German Foreign Minister Heiko Maas congratulating US President-elect Joe Biden, on his 2020 American presidential election win, riled the China Daily's Brussels bureau to respond with obscene language, triggering a row.
On Saturday, Maas tweeted to say that the German government looks forward to working together with Biden and Vice President-elect Kamala Harris stating that both countries will be able to "solve many international challenges if we join our forces".
The "challenges" Maas referred to included China, climate protection and global fight against the coronavirus pandemic "We intend to put forward concrete proposals on how we can close ranks as a transatlantic community -- be it with regard to players such as China, climate protection or the global fight against the COVID-19 pandemic," he said.
Following Maas' statement, Chen Weihua, the EU Bureau Chief of Beijing's state-run China Daily took to Twitter and called the Foreign Minister as "The f***ing Mass". However, he later removed the tweet and said, "I can see nothing but hate for China from Maas. It only applies to him." Incidentally, China is among a handful of countries who have declined to congratulate Joe Biden as the winner of the US presidential election, saying the outcome of the vote was still to be determined.
While leaders around the world rushed to congratulate Biden on his election victory, Russia, China, Mexico and Brazil are yet to officially wish him.

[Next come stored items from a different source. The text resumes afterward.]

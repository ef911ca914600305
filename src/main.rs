use anyhow::{Context, Result};
use clap::Parser;
use std::process::ExitCode;
use todo_sync::{cli, config, gitlab, sync};

fn main() -> ExitCode {
    match run() {
        Ok(code) => code,
        Err(e) => {
            eprintln!("Error: {e:#}");
            ExitCode::FAILURE
        }
    }
}

fn run() -> Result<ExitCode> {
    let cli = cli::Cli::parse();

    let config = config::load_config().context("Failed to load configuration")?;

    if cli.dry_run {
        sync::run_dry(&cli.path, &config, cli.verbose)?;
        return Ok(ExitCode::SUCCESS);
    }

    let gateway = gitlab::GitLabClient::new(&config);
    let outcome = sync::run(&cli.path, &config, &gateway, cli.verbose)?;

    if !outcome.failures.is_empty() {
        eprintln!("{} tracker operation(s) failed:", outcome.failures.len());
        for failure in &outcome.failures {
            eprintln!("  {failure}");
        }
        return Ok(ExitCode::FAILURE);
    }

    Ok(ExitCode::SUCCESS)
}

On when President Xi Jinping would offer his congratulations, Wang Webin, Chinese Foreign Ministry Spokesperson side-stepped the question and said only that China would "act according to international customary practice".

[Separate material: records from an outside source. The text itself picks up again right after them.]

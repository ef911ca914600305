use crate::models::SyncPlan;

/// Render the reconciliation summary as a tree on one string
///
/// `total` is the number of findings in code, which is not the same as the
/// number of created issues. Empty sections are omitted entirely; section
/// order is fixed: newly created, already existing, just closed.
pub fn render(plan: &SyncPlan, total: usize) -> String {
    let mut out = String::new();
    out.push_str(&format!("Found <{total}> comments in code!\n"));

    let has_existing = !plan.still_open.is_empty();
    let has_closed = !plan.to_close.is_empty();

    if !plan.to_create.is_empty() {
        let more_sections = has_existing || has_closed;
        out.push_str(&format!("{} Newly created issues:\n", prefix(&[more_sections])));
        for (i, finding) in plan.to_create.iter().enumerate() {
            let more_items = i + 1 < plan.to_create.len();
            out.push_str(&format!("{} {}\n", prefix(&[more_sections, more_items]), finding.title));
        }
    }

    if has_existing {
        out.push_str(&format!("{} Already existing issues:\n", prefix(&[has_closed])));
        for (i, title) in plan.still_open.iter().enumerate() {
            let more_items = i + 1 < plan.still_open.len();
            out.push_str(&format!("{} {}\n", prefix(&[has_closed, more_items]), title));
        }
    }

    if has_closed {
        out.push_str(&format!("{} Just closed issues:\n", prefix(&[false])));
        for (i, issue) in plan.to_close.iter().enumerate() {
            let more_items = i + 1 < plan.to_close.len();
            out.push_str(&format!("{} {}\n", prefix(&[false, more_items]), issue.title));
        }
    }

    out
}

/// Box-drawing prefix for one tree row
///
/// Each level says whether more siblings follow at that depth. Intermediate
/// levels render as continuation bars, the last level as the branch connector.
fn prefix(levels: &[bool]) -> String {
    levels
        .iter()
        .enumerate()
        .map(|(i, &more)| {
            if i + 1 < levels.len() {
                if more { "│  " } else { "   " }
            } else if more {
                "├──"
            } else {
                "└──"
            }
        })
        .collect::<Vec<_>>()
        .join(" ")
}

Chinese foreign policy specialists have said they expect tensions between the US and China to continue under the Biden presidency.
At times during the election campaign, Biden took a tough line on China, calling Xi a "thug". His campaign has also signaled that he will call out China on its repressive policies in the far western region of Xinjiang.
Wang said China remained resolute in protecting its sovereignty and hoped the next US administration would "meet China halfway".
Meanwhile, Germany, which holds the rotating presidency of the European Union had in August this year suspended its extradition agreement with Hong Kong. Germany took the move after the disqualification of 12 pro-democracy candidates from legislative elections and a subsequent decision to postpone the elections.
The decision was severely criticised by China.